Well, the caption to that photo sort of says it all, eh?

I love Richard Jenkins, man.  I've been on the Jenkins bandwagon for years.  I thought he was un-freakin-believable in "Flirting With Disaster," one of my favorite films of the '90s.  I remember seeing a test screening of the pleasant but unmemorable "Say It Isn't So," and the one thing that I couldn't get enough of was Jenkins.  Film after film, on TV, anywhere I've seen him, he has been consistently real, able to play loony and laureate, and he's done it while remaining relatively low-profile.

If "The Visitor" makes Jenkins a national treasure, as he should be, then it's served its purpose.  I think it's strange how most of the conversation about the film is focused on the single performance, when the film is very much of a piece with Tom McCarthy's first film, "The Station Agent."  That was a gentle ensemble piece that worked because of the way the relationships unfolded, and so is this one.  No suprise his films turn out to be showcases for actors; McCarthy's an actor himself, a very good character actor who is probably best known for his run as the reporter who makes shit up on the last season of "The Wire."  But you've seen a lot of him over the years... he's just one of those faces who works all the time.

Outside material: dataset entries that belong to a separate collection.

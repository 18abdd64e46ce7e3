//! Control surface — the local invocation API collaborators wrap.
//!
//! Transport-agnostic by design: the TUI, SSH front-end, and web layer all
//! call these methods directly (or over their own wire protocol). Every
//! mutation goes through the store, which writes the audit event in the
//! same transaction; this layer publishes the returned envelope to the bus
//! after the commit.

use std::sync::Arc;
use std::time::Duration;

use tokio::sync::mpsc;
use tracing::warn;

use crate::agent::AgentAdapter;
use crate::error::{Result, TaskdError};
use crate::events::hooks::HookContext;
use crate::events::{EventBus, EventFilter, Subscription};
use crate::executor::Executor;
use crate::store::{
    LogLine, NewTask, Status, Store, Task, TaskFilter, TaskPatch,
};

const TAIL_POLL: Duration = Duration::from_millis(500);
const TAIL_BUFFER: usize = 256;

#[derive(Clone)]
pub struct ControlSurface {
    store: Arc<Store>,
    bus: Arc<EventBus>,
    executor: Arc<Executor>,
}

/// A live per-task log tail. Receives every `TaskLog` row with id ≥ the
/// requested anchor, in insertion order. The poller stops when this handle
/// is dropped.
pub struct LogTail {
    pub rx: mpsc::Receiver<LogLine>,
    poller: tokio::task::JoinHandle<()>,
}

impl Drop for LogTail {
    fn drop(&mut self) {
        self.poller.abort();
    }
}

impl ControlSurface {
    pub fn new(store: Arc<Store>, bus: Arc<EventBus>, executor: Arc<Executor>) -> Self {
        Self {
            store,
            bus,
            executor,
        }
    }

    async fn publish(&self, change: crate::store::StatusChange) -> Task {
        self.bus
            .publish(
                change.event,
                Some(HookContext::from(&change.task)),
            )
            .await;
        change.task
    }

    // ─── Task lifecycle ──────────────────────────────────────────────────────

    /// Create a task in `backlog`, or queue it immediately when
    /// `execute` is set.
    pub async fn create_task(&self, new: NewTask, execute: bool) -> Result<Task> {
        let change = self.store.create_task(new).await?;
        let task = self.publish(change).await;
        if execute {
            return self.queue(task.id).await;
        }
        Ok(task)
    }

    pub async fn get_task(&self, id: i64) -> Result<Task> {
        self.store.get_task(id).await
    }

    /// Field updates only — the status column is out of reach by type.
    pub async fn update_task(&self, id: i64, patch: TaskPatch) -> Result<Task> {
        let change = self.store.update_fields(id, patch).await?;
        Ok(self.publish(change).await)
    }

    /// Delete a non-processing task; logs and attachments cascade, the
    /// port and worktree rows are released with the row.
    pub async fn delete_task(&self, id: i64) -> Result<()> {
        let env = self.store.delete_task(id).await?;
        self.bus.publish(env, None).await;
        Ok(())
    }

    /// Explicit transition; the store rejects anything the state machine
    /// does not allow.
    pub async fn set_status(&self, id: i64, status: Status) -> Result<Task> {
        let change = self.store.update_status(id, status).await?;
        Ok(self.publish(change).await)
    }

    /// Move a task into the queue (from backlog, blocked, or done).
    pub async fn queue(&self, id: i64) -> Result<Task> {
        self.set_status(id, Status::Queued).await
    }

    /// Requeue a blocked or done task, optionally saving feedback for the
    /// next agent run. A `processing` task is rejected — interrupt first.
    pub async fn retry(&self, id: i64, feedback: Option<&str>) -> Result<Task> {
        let task = self.store.get_task(id).await?;
        match task.status() {
            Status::Blocked | Status::Done => {}
            other => {
                return Err(TaskdError::InvalidTransition {
                    from: other,
                    to: Status::Queued,
                })
            }
        }
        if let Some(feedback) = feedback {
            self.store.set_feedback(id, feedback).await?;
        }
        let change = self
            .store
            .update_status_with(id, Status::Queued, Some(crate::events::TASK_RETRIED), None)
            .await?;
        Ok(self.publish(change).await)
    }

    /// Kill the running agent and block the task with reason
    /// `interrupted`.
    pub async fn interrupt(&self, id: i64) -> Result<Task> {
        self.executor.interrupt(id).await
    }

    /// Answer a blocked task. Requires a re-entrant adapter; equivalent to
    /// `retry(feedback = text)` so the worker pool resumes the same agent
    /// session. Also wakes an idle-suspended agent mid-run.
    pub async fn send_input(&self, id: i64, text: &str) -> Result<Task> {
        let task = self.store.get_task(id).await?;

        // Input to a suspended-but-processing agent resumes the process
        // and feeds the text straight to its stdin.
        if task.status() == Status::Processing
            && self.executor.running().is_suspended(id).await
        {
            self.executor.resume_suspended(id).await?;
            if let Some(adapter) = self.executor.registry().get(&task.executor) {
                adapter.send_input(id, text).await?;
            }
            return self.store.get_task(id).await;
        }

        if task.status() != Status::Blocked {
            return Err(TaskdError::InvalidTransition {
                from: task.status(),
                to: Status::Processing,
            });
        }
        let adapter = self
            .executor
            .registry()
            .get(&task.executor)
            .ok_or_else(|| {
                TaskdError::AdapterUnavailable(format!("unknown executor `{}`", task.executor))
            })?;
        if !adapter.supports_resume() {
            return Err(TaskdError::Conflict(format!(
                "adapter `{}` does not support input re-entry",
                adapter.id()
            )));
        }
        self.retry(id, Some(text)).await
    }

    /// Idempotent pin flag; an event fires only when the value changes.
    pub async fn pin(&self, id: i64, on: bool) -> Result<Task> {
        match self.store.pin_task(id, on).await? {
            Some(change) => Ok(self.publish(change).await),
            None => self.store.get_task(id).await,
        }
    }

    // ─── Queries ─────────────────────────────────────────────────────────────

    pub async fn list(&self, filter: &TaskFilter) -> Result<Vec<Task>> {
        self.store.list_tasks(filter).await
    }

    pub async fn search(&self, query: &str) -> Result<Vec<Task>> {
        self.store.search_tasks(query).await
    }

    // ─── Streams ─────────────────────────────────────────────────────────────

    /// Tail a task's log from a given log id. Rows already present are
    /// delivered immediately; new rows follow as the agent writes them.
    pub async fn tail_logs(&self, id: i64, from_seq: i64) -> Result<LogTail> {
        self.store.get_task(id).await?;
        let (tx, rx) = mpsc::channel(TAIL_BUFFER);
        let store = self.store.clone();

        let poller = tokio::spawn(async move {
            let mut cursor = from_seq;
            loop {
                match store.logs_since(id, cursor).await {
                    Ok(lines) => {
                        for line in lines {
                            cursor = line.id + 1;
                            if tx.send(line).await.is_err() {
                                return;
                            }
                        }
                    }
                    Err(e) => {
                        warn!(task = id, err = %e, "log tail poll failed");
                    }
                }
                tokio::time::sleep(TAIL_POLL).await;
            }
        });

        Ok(LogTail { rx, poller })
    }

    /// Long-lived filtered event stream.
    pub async fn subscribe_events(&self, filter: EventFilter) -> Subscription {
        self.bus.subscribe(filter).await
    }

    /// Persist and apply a new webhook URL list.
    pub async fn set_webhooks(&self, urls: Vec<String>) -> Result<()> {
        let serialized = serde_json::to_string(&urls)
            .map_err(|e| TaskdError::Other(e.into()))?;
        self.store.set_setting("event_webhooks", &serialized).await?;
        self.bus.set_webhook_urls(urls);
        Ok(())
    }

    /// Event stream primed with the last `replay` audited events
    /// (sequence numbers are reassigned; timestamps are original).
    pub async fn subscribe_events_with_replay(
        &self,
        filter: EventFilter,
        replay: i64,
    ) -> Result<Subscription> {
        let sub = self.bus.subscribe(filter).await;
        let records = self.store.recent_events(replay).await?;
        self.bus
            .replay_to(sub.id, records.iter().map(|r| r.to_envelope()).collect())
            .await;
        Ok(sub)
    }
}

Both of his films are rewarding and heartfelt.  "The Visitor" didn't make my list this year, and I got mail from some of you asking why.  It just... didn't.  I enjoyed every minute of the movie, and I think there's a warm, generous quality to the story it tells.  It's not the racial harmony parable I was afraid it was going to be, but is instead more a look at a man in crisis who finds an unlikely way to focus his sorrow and loneliness.  And Jenkins plays this guy with such lived-in authority, such a squashed sadness about him.  He's shut down, intentionally closed to even the random chance of human contact.  It's only when a young Syrian couple is dropped in his path unavoidably that he is forced to really connect to anyone for any reason for the first time in years.  Tarek (Haaz Sleiman) is a young musician who is living with his girlfriend in an apartment they were rented... but it's a scam, and it turns out to be the apartment that Walter (Jenkins) shared with his wife before she died.  He hasn't been back in a while, and someone knew that, took advantage of it.  Tarek and Zainab (Dunai Gurira) have nowhere to go, and they're not in the country legally, and something in Jenkins recognizes this basic need... and he responds.

And there's such beauty in the idea that all the drama that follows in this film comes from that one thing... that decision to respond to someone instead of rejecting them... and the way a single thing like that can radically alter the course of your life.  It's not some wild "HOLY! SHIT!" type coincidence that the film builds to; it's not trying to dazzle you with a twist or a knock-out.  It's just this sort of gradual bloom of a man who had been on the verge of just fading away completely.  And McCarthy and his collaborators (Oliver Bokelberg's photography and the score by Jan Kaczmarek's score both deserve special praise) manage to capture all of this with a deceptive grace.  "The Visitor" is one of those films that goes off like a time bomb, where its charms continue to unfold in hindsight, and I suspect it's worth a revisit.